Il pensait, avec une tristesse épouvantable, qu’il la replongeait dans le noir, qu’il la rejetait à l’enfer. Elle douce et sans défense ! Il lui avait tendu la main. Et maintenant il retirait sa main ; et il la laissait tomber au fond.
II
Sophie marchait maintenant avec une sorte de rage, montant et redescendant le boulevard plus de dix fois chaque soir. Elle allait à petits pas pressés, la jupe retroussée sur son jupon rose qui vraiment vivait, courant tout autour des jambes.
Soirées de février où le printemps déjà se laisse entrevoir ; il y a de l’orage dans l’air ; on a presque chaud ; on trouve que ce n’est pas un temps de saison… Les cafés avaient repris pour quelques jours leur vie extérieure : toutes tables dehors. Fifi longeait les terrasses, en lançant aux hommes des regards quêteurs… Et le boulevard vivait, avec ses agents qui font les cent pas sans rien regarder, attendant la relève en bâillant, avec ses camelots, avec ses gigolettes qui, deux par deux, passent vite, l’air puéril et canaille.

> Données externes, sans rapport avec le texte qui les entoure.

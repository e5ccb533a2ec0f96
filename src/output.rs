//! JSON output.
//!
//! Two shapes are supported:
//!
//! - **simple**: `{"filename": ..., "text": ...}`
//! - **structured**: `{"metadata", "document_info", "content", "analysis"}`
//!
//! [`ResultWriter`] serializes a [`DocumentResult`] in the configured shape
//! and writes it under an output directory, mirroring the input tree in
//! batch mode.

use chrono::{DateTime, Utc};
use serde::{Deserialize, Serialize};
use std::path::{Path, PathBuf};

use crate::analysis::{DocumentAnalysis, DocumentAnalyzer};
use crate::config::StrategyMode;
use crate::error::{Error, Result};
use crate::model::{DocumentInfo, DocumentResult, ExtractionMethod, PageError, PageResult};
use crate::normalize::TextNormalizer;
use crate::ocr::OcrBackendType;
use crate::strategy::OcrReason;

/// Characters of raw text kept in each page preview.
const RAW_PREVIEW_CHARS: usize = 500;

/// Output JSON shape.
#[derive(Debug, Clone, Copy, PartialEq, Eq, Default, Serialize, Deserialize)]
#[serde(rename_all = "lowercase")]
pub enum OutputMode {
    /// `{filename, text}`
    #[default]
    Simple,
    /// `{metadata, document_info, content, analysis}`
    Structured,
}

impl OutputMode {
    /// File name suffix appended to the PDF stem.
    pub fn file_suffix(&self) -> &'static str {
        match self {
            OutputMode::Simple => "_extracted.json",
            OutputMode::Structured => "_structured.json",
        }
    }

    /// Default batch output directory.
    pub fn default_batch_dir(&self) -> &'static str {
        match self {
            OutputMode::Simple => "results",
            OutputMode::Structured => "structured_results",
        }
    }
}

impl std::str::FromStr for OutputMode {
    type Err = String;

    fn from_str(s: &str) -> std::result::Result<Self, Self::Err> {
        match s.to_lowercase().as_str() {
            "simple" => Ok(OutputMode::Simple),
            "structured" => Ok(OutputMode::Structured),
            _ => Err(format!("unknown output format: {}", s)),
        }
    }
}

/// JSON output format options.
#[derive(Debug, Clone, Copy, PartialEq, Eq, Default, Serialize, Deserialize)]
#[serde(rename_all = "lowercase")]
pub enum JsonFormat {
    /// Pretty-printed JSON with indentation
    #[default]
    Pretty,
    /// Compact JSON without extra whitespace
    Compact,
}

/// Simple output shape.
#[derive(Debug, Serialize)]
pub struct SimpleOutput<'a> {
    pub filename: &'a str,
    pub text: &'a str,
}

impl<'a> From<&'a DocumentResult> for SimpleOutput<'a> {
    fn from(doc: &'a DocumentResult) -> Self {
        Self {
            filename: &doc.filename,
            text: &doc.text,
        }
    }
}

/// Structured output shape.
#[derive(Debug, Serialize)]
pub struct StructuredOutput<'a> {
    pub metadata: MetadataBlock<'a>,
    pub document_info: &'a DocumentInfo,
    pub content: ContentBlock<'a>,
    pub analysis: AnalysisBlock,
}

#[derive(Debug, Serialize)]
pub struct MetadataBlock<'a> {
    pub filename: &'a str,
    pub full_path: String,
    pub file_size: u64,
    pub total_pages: usize,
    pub extraction_date: DateTime<Utc>,
    pub extraction_method: String,
    pub strategy: StrategyMode,
    pub backend: Option<OcrBackendType>,
    pub processing_time_ms: u64,
    pub embedded_pages: usize,
    pub ocr_pages: usize,
    pub failed_pages: usize,
    pub processing_summary: String,
}

#[derive(Debug, Serialize)]
pub struct ContentBlock<'a> {
    pub full_text: &'a str,
    pub pages: Vec<PageBlock<'a>>,
    pub summary: ContentSummary,
}

#[derive(Debug, Serialize)]
pub struct PageBlock<'a> {
    pub page_number: u32,
    pub extraction_method: ExtractionMethod,
    pub needs_ocr_detected: bool,
    pub detection_reason: Option<OcrReason>,
    pub raw_text_preview: String,
    pub text: &'a str,
    pub character_count: usize,
    pub word_count: usize,
    pub confidence: Option<f32>,
    pub has_content: bool,
    pub error: Option<&'a str>,
}

impl<'a> From<&'a PageResult> for PageBlock<'a> {
    fn from(page: &'a PageResult) -> Self {
        Self {
            page_number: page.number,
            extraction_method: page.method,
            needs_ocr_detected: page.needs_ocr,
            detection_reason: page.reason,
            raw_text_preview: page.raw_text.chars().take(RAW_PREVIEW_CHARS).collect(),
            text: &page.text,
            character_count: page.char_count(),
            word_count: page.word_count(),
            confidence: page.confidence,
            has_content: page.has_content(),
            error: page.error.as_deref(),
        }
    }
}

#[derive(Debug, Serialize)]
pub struct ContentSummary {
    pub total_characters: usize,
    pub total_words: usize,
    pub non_empty_pages: usize,
}

#[derive(Debug, Serialize)]
pub struct AnalysisBlock {
    #[serde(flatten)]
    pub document: DocumentAnalysis,
    pub errors: Vec<PageError>,
}

impl<'a> StructuredOutput<'a> {
    /// Build the structured shape from a result and its analysis.
    pub fn new(doc: &'a DocumentResult, analysis: DocumentAnalysis) -> Self {
        let metadata = MetadataBlock {
            filename: &doc.filename,
            full_path: doc.path.display().to_string(),
            file_size: doc.file_size,
            total_pages: doc.page_count(),
            extraction_date: doc.processing.extracted_at,
            extraction_method: extraction_method_label(doc),
            strategy: doc.processing.strategy,
            backend: doc.processing.backend,
            processing_time_ms: doc.processing.processing_time_ms,
            embedded_pages: doc.embedded_pages(),
            ocr_pages: doc.ocr_pages(),
            failed_pages: doc.failed_pages(),
            processing_summary: doc.summary(),
        };

        let content = ContentBlock {
            full_text: &doc.text,
            pages: doc.pages.iter().map(PageBlock::from).collect(),
            summary: ContentSummary {
                total_characters: doc.char_count(),
                total_words: doc.word_count(),
                non_empty_pages: doc.non_empty_pages(),
            },
        };

        Self {
            metadata,
            document_info: &doc.info,
            content,
            analysis: AnalysisBlock {
                document: analysis,
                errors: doc.errors(),
            },
        }
    }
}

/// "embedded", an OCR backend name, "mixed", or "none".
fn extraction_method_label(doc: &DocumentResult) -> String {
    let mut methods = doc
        .pages
        .iter()
        .filter(|p| p.method != ExtractionMethod::None)
        .map(|p| p.method);

    match methods.next() {
        None => ExtractionMethod::None.label(),
        Some(first) if methods.all(|m| m == first) => first.label(),
        Some(_) => "mixed".to_string(),
    }
}

fn serialize<T: Serialize>(value: &T, format: JsonFormat) -> Result<String> {
    let json = match format {
        JsonFormat::Pretty => serde_json::to_string_pretty(value)?,
        JsonFormat::Compact => serde_json::to_string(value)?,
    };
    Ok(json)
}

/// Serializes results and writes them to disk.
pub struct ResultWriter {
    output_dir: PathBuf,
    mode: OutputMode,
    format: JsonFormat,
    analyzer: DocumentAnalyzer,
}

impl ResultWriter {
    /// Create a writer. `normalizer` must be the one that produced the text
    /// so that the analyzer's term lists match it.
    pub fn new(
        output_dir: impl Into<PathBuf>,
        mode: OutputMode,
        format: JsonFormat,
        normalizer: &TextNormalizer,
    ) -> Result<Self> {
        Ok(Self {
            output_dir: output_dir.into(),
            mode,
            format,
            analyzer: DocumentAnalyzer::new(normalizer)?,
        })
    }

    /// Output directory.
    pub fn output_dir(&self) -> &Path {
        &self.output_dir
    }

    /// Output mode.
    pub fn mode(&self) -> OutputMode {
        self.mode
    }

    /// Analyze a document's text.
    pub fn analyze(&self, doc: &DocumentResult) -> DocumentAnalysis {
        self.analyzer.analyze(&doc.text)
    }

    /// Serialize a result to a JSON string.
    pub fn render(&self, doc: &DocumentResult) -> Result<String> {
        match self.mode {
            OutputMode::Simple => serialize(&SimpleOutput::from(doc), self.format),
            OutputMode::Structured => {
                serialize(&StructuredOutput::new(doc, self.analyze(doc)), self.format)
            }
        }
    }

    /// Serialize a result to a JSON value.
    pub fn to_value(&self, doc: &DocumentResult) -> Result<serde_json::Value> {
        let value = match self.mode {
            OutputMode::Simple => serde_json::to_value(SimpleOutput::from(doc))?,
            OutputMode::Structured => {
                serde_json::to_value(StructuredOutput::new(doc, self.analyze(doc)))?
            }
        };
        Ok(value)
    }

    /// Where the result for `input` goes.
    ///
    /// With `input_root`, the input's directory relative to that root is
    /// recreated under the output directory. When another PDF next to the
    /// input shares its stem (`a.pdf` and `a.PDF`), the extension is kept in
    /// the name so the two results do not overwrite each other.
    pub fn output_path(&self, input: &Path, input_root: Option<&Path>) -> PathBuf {
        let stem = input
            .file_stem()
            .map(|s| s.to_string_lossy().into_owned())
            .unwrap_or_else(|| "document".to_string());
        let file_name = match input.extension() {
            Some(ext) if has_stem_sibling(input) => format!(
                "{}_{}{}",
                stem,
                ext.to_string_lossy(),
                self.mode.file_suffix()
            ),
            _ => format!("{}{}", stem, self.mode.file_suffix()),
        };

        let relative_dir = input_root
            .and_then(|root| input.parent()?.strip_prefix(root).ok())
            .unwrap_or_else(|| Path::new(""));

        self.output_dir.join(relative_dir).join(file_name)
    }

    /// Write a result, creating parent directories. Returns the file written.
    pub fn write(&self, doc: &DocumentResult, input_root: Option<&Path>) -> Result<PathBuf> {
        let path = self.output_path(&doc.path, input_root);
        let json = self.render(doc)?;

        if let Some(parent) = path.parent() {
            std::fs::create_dir_all(parent).map_err(|e| {
                Error::Output(format!("cannot create {}: {}", parent.display(), e))
            })?;
        }
        std::fs::write(&path, json)
            .map_err(|e| Error::Output(format!("cannot write {}: {}", path.display(), e)))?;

        log::debug!("Wrote {}", path.display());
        Ok(path)
    }
}

/// Whether another PDF in the same directory has the same file stem.
fn has_stem_sibling(input: &Path) -> bool {
    let (Some(stem), Some(name)) = (input.file_stem(), input.file_name()) else {
        return false;
    };
    let dir = match input.parent() {
        Some(p) if !p.as_os_str().is_empty() => p,
        _ => Path::new("."),
    };
    let Ok(entries) = std::fs::read_dir(dir) else {
        return false;
    };
    entries.flatten().any(|entry| {
        let path = entry.path();
        path.file_name() != Some(name)
            && path.file_stem() == Some(stem)
            && path
                .extension()
                .is_some_and(|e| e.eq_ignore_ascii_case("pdf"))
    })
}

Le petit train-train avait recommencé… « Bonjour, ça va ? » en croisant les femmes de la maison et les autres qu’on connaît… A part soi, de vagues réflexions sur les choses, sur les gens : On l’a pas vue depuis longtemps celle-là ; mauvaise mine, elle doit sortir du ballon… Ah ! c’t’affiche ! la cafetière au Président !… Ils sont gentils ces petits souliers à 6,95… Sophie allait, regardant autour d’elle pour se distraire. C’est si barbant à faire le boulevard ! Elle aimait bien les camelots, ceux qui font des tours, ou ceux qui sont forts pour le boniment et qui se fichent des agents. Mais on ne peut pas trop s’arrêter, parce qu’on se fait remarquer.
Il y en avait un qu’elle connaissait bien : l’Escalope. Elle savait son nom, parce qu’un jour — il était en train de travailler — dans la foule une voix avait dit : « Pet ! pet ! l’Escalope ! »… Il paraît que de ces messieurs de la maison à Lépine approchaient.
Il était rigolo, l’Escalope… Ce qui vous prenait tout de suite, c’était deux yeux hardis, vifs, moqueurs, qui vous regardaient droit et vite. L’Escalope, on sentait que rien ne pouvait l’intimider. Sur ses yeux, la visière de sa casquette baissée. Dessous, une bouche ouverte pour gouailler, pour blaguer, — et toujours le sourire. Une dent de moins devant, ce qui le rendait tout à fait sympathique ; cette dent-là, il avait dû la perdre dans une aventure pas ordinaire. L’air leste et malin, l’Escalope regardait à droite, regardait à gauche, très attentif, tout en parlant ; et le danger approchait-il, il se mêlait à la foule avec naturel, disant à mi-voix : « Me regardez pas, regardez par terre. »… Il en avait un bagout ! « Si vous voyez de loin s’abouler par ici un de ces vilains animaux, un de ces escargots du trottoir qui marchent toujours de long en large, enfin un agent, un petit signe, messieurs, dames, un coup d’œil, et je m’élance d’un bond, tel Jacquelin, le jour où il gagna son Grand Prix, et je me carapate. Je suis envoyé ici par la maison bien connue, Guipardot et Cie, afin de vous vendre à des prix étonnants… Regardez par terre, messieurs, regardez par terre… » Un agent fendait la foule. Mais l’Escalope avait disparu.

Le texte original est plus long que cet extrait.